A lot of critics have gone all gooey over The Pains, and that’s due in large part, I think, to their hook-laden, melodic poppiness. The ten tracks that make up The Pains of Being Pure At Heart are catchy as hell, to the point that it might start to feel a little formulaic by the end. So whether or not you like this album will depend largely on how soon the formula starts to wear thin with you. I’ve been through the album about a dozen times and can still find it fairly pleasant – it’s probably not gonna top my year-end list or anything, but it’s an enjoyable listen and it’s fun to tell my friends that I like a band called The Pains of Being Pure At Heart and wait for them to search my medicine cabinet for guyliner.
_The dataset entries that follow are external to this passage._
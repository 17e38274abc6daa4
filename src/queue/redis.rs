//! Redis-backed relay queue.

use super::{QueueError, RelayQueue};
use crate::config::QueueConfig;
use async_trait::async_trait;
use redis::aio::MultiplexedConnection;
use redis::AsyncCommands;
use std::time::Duration;
use tokio::sync::Mutex;
use tracing::{debug, info, warn};

/// Relay queue stored in a Redis list (`RPUSH` / `BLPOP`).
///
/// `BLPOP` holds its connection for as long as it waits, so each relay loop
/// gets its own `RedisQueue`. The connection is opened on first use and
/// reopened after any error.
pub struct RedisQueue {
    client: redis::Client,
    connection: Mutex<Option<MultiplexedConnection>>,
}

impl std::fmt::Debug for RedisQueue {
    fn fmt(&self, f: &mut std::fmt::Formatter<'_>) -> std::fmt::Result {
        f.debug_struct("RedisQueue")
            .field("server", &self.client.get_connection_info().addr)
            .finish()
    }
}

impl RedisQueue {
    pub fn open(host: &str, port: u16) -> Result<Self, QueueError> {
        let client = redis::Client::open(format!("redis://{host}:{port}/"))?;
        Ok(Self {
            client,
            connection: Mutex::new(None),
        })
    }

    pub fn from_config(config: &QueueConfig) -> Result<Self, QueueError> {
        Self::open(&config.host, config.port)
    }

    async fn connection(&self) -> Result<MultiplexedConnection, QueueError> {
        let mut slot = self.connection.lock().await;
        if let Some(conn) = slot.as_ref() {
            return Ok(conn.clone());
        }

        let conn = self.client.get_multiplexed_async_connection().await?;
        info!(
            "Connected to relay queue at {}",
            self.client.get_connection_info().addr
        );
        *slot = Some(conn.clone());
        Ok(conn)
    }

    async fn invalidate(&self, error: &redis::RedisError) {
        warn!("Relay queue connection dropped: {}", error);
        *self.connection.lock().await = None;
    }
}

#[async_trait]
impl RelayQueue for RedisQueue {
    async fn append_batch(&self, queue: &str, items: &[String]) -> Result<u64, QueueError> {
        let mut conn = self.connection().await?;

        let result = if items.is_empty() {
            conn.llen::<_, u64>(queue).await
        } else {
            conn.rpush::<_, _, u64>(queue, items).await
        };

        match result {
            Ok(len) => {
                debug!("Appended {} entries to '{}' (len {})", items.len(), queue, len);
                Ok(len)
            }
            Err(e) => {
                self.invalidate(&e).await;
                Err(e.into())
            }
        }
    }

    async fn pop_blocking(
        &self,
        queue: &str,
        timeout: Duration,
    ) -> Result<Option<String>, QueueError> {
        let mut conn = self.connection().await?;

        match conn
            .blpop::<_, Option<(String, String)>>(queue, timeout.as_secs_f64())
            .await
        {
            Ok(entry) => Ok(entry.map(|(_, value)| value)),
            Err(e) => {
                self.invalidate(&e).await;
                Err(e.into())
            }
        }
    }
}
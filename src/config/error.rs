//! Configuration error types for the config module.

use std::path::PathBuf;
use thiserror::Error;

/// Errors that can occur during configuration operations.
#[derive(Debug, Error)]
pub enum ConfigError {
    /// Explicitly requested config file does not exist
    #[error("Configuration file not found: {0}")]
    NotFound(PathBuf),

    /// Failed to read config file
    #[error("Failed to read configuration file '{path}': {source}")]
    ReadError {
        path: PathBuf,
        #[source]
        source: std::io::Error,
    },

    /// Failed to parse TOML
    #[error("Failed to parse configuration: {0}")]
    ParseError(#[from] toml::de::Error),

    /// Invalid configuration value
    #[error("Invalid configuration value for '{key}': {message}")]
    ValidationError { key: String, message: String },

    /// Environment variable parse error
    #[error("Failed to parse environment variable '{var}': {message}")]
    EnvParseError { var: String, message: String },
}

impl ConfigError {
    /// Create a validation error
    pub fn validation<K: Into<String>, M: Into<String>>(key: K, message: M) -> Self {
        Self::ValidationError {
            key: key.into(),
            message: message.into(),
        }
    }

    /// Create an env parse error
    pub fn env_parse<V: Into<String>, M: Into<String>>(var: V, message: M) -> Self {
        Self::EnvParseError {
            var: var.into(),
            message: message.into(),
        }
    }
}

/// Result type for configuration operations.
pub type ConfigResult<T> = Result<T, ConfigError>;
//! Cellular modem protocol.
//!
//! `session` drives the AT command conversation, `parser` turns list
//! replies into messages and `probe` finds the modem when no port is
//! configured.

pub mod command;
pub mod error;
pub mod parser;
pub mod probe;
pub mod session;

pub use error::{DiscoveryError, ModemError, ParseError};
pub use parser::{parse_list_response, ListHeader};
pub use probe::{PortProber, ProbeSequence};
pub use session::{ModemSession, SessionState};
//! Top-level error taxonomy.
//!
//! Only startup failures reach `main`; steady-state failures are contained
//! in the relay loops and logged there.

use crate::config::ConfigError;
use crate::logging::LoggingError;
use crate::modem::DiscoveryError;
use crate::publisher::PublishError;
use crate::queue::QueueError;
use crate::relay::RelayError;
use thiserror::Error;

#[derive(Debug, Error)]
pub enum GatewayError {
    /// No modem could be found or the port list could not be read.
    #[error("Modem discovery failed: {0}")]
    Discovery(#[from] DiscoveryError),

    /// Serial, queue or bus I/O failed.
    #[error("Transport failure: {0}")]
    Transport(String),

    /// A relay step failed.
    #[error(transparent)]
    Relay(#[from] RelayError),

    #[error("Configuration error: {0}")]
    Config(#[from] ConfigError),

    #[error(transparent)]
    Logging(#[from] LoggingError),

    /// A background task panicked or could not be joined.
    #[error("Task failed: {0}")]
    Task(#[from] tokio::task::JoinError),
}

impl From<PublishError> for GatewayError {
    fn from(e: PublishError) -> Self {
        GatewayError::Transport(e.to_string())
    }
}

impl From<QueueError> for GatewayError {
    fn from(e: QueueError) -> Self {
        GatewayError::Transport(e.to_string())
    }
}

pub type GatewayResult<T> = Result<T, GatewayError>;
The Pitchfork reviewer turned in a fairly defensive endorsement of the Pains that basically shot its load on the premise that you’re just being a big old meany (I think their word was “asshole”) if you think that only old bands from Way Back When should be allowed to dabble in the fuzzy, melodic pop that is all over The Pains’ debut. I chuckled when I read that becuase I don’t know anyone who thinks that way. Of course the Pains are allowed to do What Has Been Done Before; lots of bands do it and some do it incredibly well (cough *Hold Steady* cough) while some do it incredibly poorly (vomit *Brian Jonestown Massacre* more vomit). All rock music, hell all music, is built on what came before it (yes, Pitchfork, even your precious Radiohead; where are your rock gods now?) but there’s something to be said for making something feel new and interesting, you know, for putting your own stamp on the thing. If someone doesn’t like The Pains because they find Kip & Co. too derivative, that’s perfectly fine with me. It doesn’t diminish my enjoyment of the album in the slightest, and it’s a valid criticism (much like when people don’t like Stephen Malkmus, whom I adore, because they find him pretentious – it’s a valid criticism and it just so happens that I’m able to forgive him for it). You’re not an asshole if you don’t like The Pains, you’re an asshole if you dictate to people the grounds upon which they may or may not like an album.

The Pains of Being Pure at Heart is a good listen, it’s brief, and I suggest this little experiment when you get to the end of the album: picture this band covering Modern English’s “Melt With You”. I can imagine this so clearly that if I ever see them live, I will shout a request for this song so loudly and so frequently that they’ll have to fucking play it.